Collected data:
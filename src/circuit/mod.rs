//! Circuit
//! owns the component and connection registries plus the config, and drives the tick.
//! every topology or transform mutation goes through here so wires never go stale.

pub mod component;
pub mod components;
pub mod connections;
pub mod geometry;
pub mod interactable;
pub mod wire;

use component::{Component, ComponentKind, Evaluate};
use components::{ComponentId, ComponentManager};
use connections::ConnectionManager;
use geometry::Placement;
use interactable::Interactive;
use wire::{Wire, WireId};

use crate::config::SimConfig;
use crate::error::ConnectError;
use crate::transforms::{WSBox, WSPoint};

#[derive(Debug, Clone)]
pub struct Circuit {
    components: ComponentManager,
    connections: ConnectionManager,
    config: SimConfig,
    ticks: u64,
}

impl Default for Circuit {
    fn default() -> Self {
        Circuit::new(SimConfig::default())
    }
}

impl Circuit {
    pub fn new(config: SimConfig) -> Self {
        Circuit {
            components: ComponentManager::new(config.initial_viewport.into()),
            connections: ConnectionManager::new(),
            config,
            ticks: 0,
        }
    }

    pub fn config(&self) -> &SimConfig {
        &self.config
    }
    pub fn components(&self) -> &ComponentManager {
        &self.components
    }
    /// direct access to one component, e.g. to set gate inputs by hand. topology stays
    /// with the circuit; call [`Circuit::refresh_routes`] after moving it.
    pub fn component_mut(&mut self, id: ComponentId) -> Option<&mut Component> {
        self.components.get_mut(id)
    }
    pub fn connections(&self) -> &ConnectionManager {
        &self.connections
    }
    pub fn component(&self, id: ComponentId) -> Option<&Component> {
        self.components.get(id)
    }
    pub fn wire(&self, id: WireId) -> Option<&Wire> {
        self.connections.wire(id)
    }
    /// number of ticks run so far
    pub fn ticks(&self) -> u64 {
        self.ticks
    }

    /// one evaluation pass: every wire propagates, then every component evaluates.
    /// a source change therefore reaches a directly wired consumer's output on the second tick.
    pub fn tick(&mut self) {
        self.connections.update_wires(&mut self.components);
        self.components.update_components();
        self.ticks += 1;
        tracing::trace!(tick = self.ticks, "tick");
    }

    /// places a new component, snapped to the grid if configured, at the current uniform scale
    pub fn place_component(
        &mut self,
        kind: ComponentKind,
        position: WSPoint,
        rotation: f32,
    ) -> ComponentId {
        let position = if self.config.snap_to_grid {
            geometry::snap_to_grid(position, self.config.grid_size)
        } else {
            position
        };
        let label = kind.label();
        let placement = Placement::new(position, rotation, self.components.scale());
        let id = self
            .components
            .add_component(Component::with_placement(kind, placement));
        tracing::info!(%id, kind = label, x = position.x, y = position.y, "component placed");
        id
    }

    /// registers a prebuilt component as is, without snapping or scaling
    pub fn add_component(&mut self, component: Component) -> ComponentId {
        let label = component.label();
        let id = self.components.add_component(component);
        tracing::info!(%id, kind = label, "component added");
        id
    }

    /// removes a component along with every wire touching it
    pub fn remove_component(&mut self, id: ComponentId) -> Option<Component> {
        if !self.components.contains(id) {
            tracing::warn!(%id, "remove of unknown component ignored");
            return None;
        }
        let detached = self.connections.detach_component(id);
        let component = self.components.remove_component(id)?;
        tracing::info!(%id, wires = detached.len(), "component removed");
        Some(component)
    }

    pub fn check_connection(
        &self,
        a: ComponentId,
        pin_a: usize,
        b: ComponentId,
        pin_b: usize,
    ) -> Result<(), ConnectError> {
        self.connections
            .check_connection(&self.components, a, pin_a, b, pin_b)
    }
    pub fn can_connect(&self, a: ComponentId, pin_a: usize, b: ComponentId, pin_b: usize) -> bool {
        self.check_connection(a, pin_a, b, pin_b).is_ok()
    }
    /// wires an output pin to an input pin, in either order. none if refused.
    pub fn connect(
        &mut self,
        a: ComponentId,
        pin_a: usize,
        b: ComponentId,
        pin_b: usize,
    ) -> Option<WireId> {
        self.connections
            .create_connection(&self.components, a, pin_a, b, pin_b)
    }
    /// removes a wire. the end input keeps its last value until something drives it again.
    pub fn disconnect(&mut self, id: WireId) -> Option<Wire> {
        self.connections.remove_wire(id)
    }

    /// moves a component; attached wires propagate and reroute immediately
    pub fn move_component(&mut self, id: ComponentId, wsp: WSPoint) -> bool {
        let moved = self
            .connections
            .update_component_position(&mut self.components, id, wsp);
        if moved {
            self.clear_changed(id);
        }
        moved
    }

    /// rotates by `delta` degrees
    pub fn rotate_component(&mut self, id: ComponentId, delta: f32) -> bool {
        self.transform_component(id, |c| c.rotate(delta))
    }
    pub fn set_component_rotation(&mut self, id: ComponentId, deg: f32) -> bool {
        self.transform_component(id, |c| c.set_rotation(deg))
    }
    pub fn set_component_scale(&mut self, id: ComponentId, scale: f32) -> bool {
        self.transform_component(id, |c| c.set_scale(scale))
    }

    fn transform_component(&mut self, id: ComponentId, f: impl FnOnce(&mut Component)) -> bool {
        let Some(c) = self.components.get_mut(id) else {
            tracing::warn!(%id, "transform of unknown component ignored");
            return false;
        };
        f(c);
        self.connections.reroute_component(&self.components, id);
        self.clear_changed(id);
        true
    }

    fn clear_changed(&mut self, id: ComponentId) {
        if let Some(c) = self.components.get_mut(id) {
            c.take_changed();
        }
    }

    /// flips a source's latch. none if `id` is not a live source.
    pub fn toggle_source(&mut self, id: ComponentId) -> Option<bool> {
        let latched = self.components.get_mut(id)?.toggle()?;
        tracing::info!(%id, latched, "source toggled");
        Some(latched)
    }

    /// reroutes the wires of every component whose transform changed since the last refresh
    pub fn refresh_routes(&mut self) -> usize {
        let dirty: Vec<ComponentId> = self
            .components
            .iter_mut()
            .filter_map(|(id, c)| (!c.take_changed().is_empty()).then_some(id))
            .collect();
        for id in &dirty {
            self.connections.reroute_component(&self.components, *id);
        }
        dirty.len()
    }

    pub fn component_at(&self, wsp: WSPoint) -> Option<ComponentId> {
        self.components.component_at(wsp)
    }
    /// first pin within the configured hover radius, as (component, pin index)
    pub fn pin_at(&self, wsp: WSPoint) -> Option<(ComponentId, usize)> {
        let radius = self.config.pin_hover_radius;
        self.components
            .iter()
            .find_map(|(id, c)| c.hovered_pin(wsp, radius).map(|pin| (id, pin)))
    }
    pub fn wire_at(&self, wsp: WSPoint) -> Option<WireId> {
        self.connections
            .wire_at_position(wsp, self.config.wire_tolerance)
    }

    /// box around every component and wire, none for an empty circuit
    pub fn bounds(&self) -> Option<WSBox> {
        let components = self.components.iter().map(|(_, c)| c.bounding_box());
        let wires = self.connections.wires().map(|(_, w)| w.bounding_box());
        components.chain(wires).reduce(|acc, b| acc.union(&b))
    }

    /// remaps components from the `orig` viewport to the `new` one and reroutes every wire.
    /// false, and nothing changes, if any dimension is non-positive.
    pub fn resize_viewport(
        &mut self,
        new_width: f32,
        new_height: f32,
        orig_width: f32,
        orig_height: f32,
    ) -> bool {
        if !self
            .components
            .update_component_positions(new_width, new_height, orig_width, orig_height)
        {
            return false;
        }
        self.connections.reroute_all(&self.components);
        for (_, c) in self.components.iter_mut() {
            c.take_changed();
        }
        true
    }
}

__TASK DIRECTIONS__. Every line from the first entry to the line containing "pub mod wire;" should be transcribed exactly, and nothing beyond it.

__RESULT FOR THIS EXERCISE__.
filename src/circuit/mod.rs
//! Circuit
//! owns the component and connection registries plus the config, and drives the tick.
//! every topology or transform mutation goes through here so wires never go stale.

pub mod component;
pub mod components;
pub mod connections;
pub mod geometry;
pub mod interactable;
pub mod wire;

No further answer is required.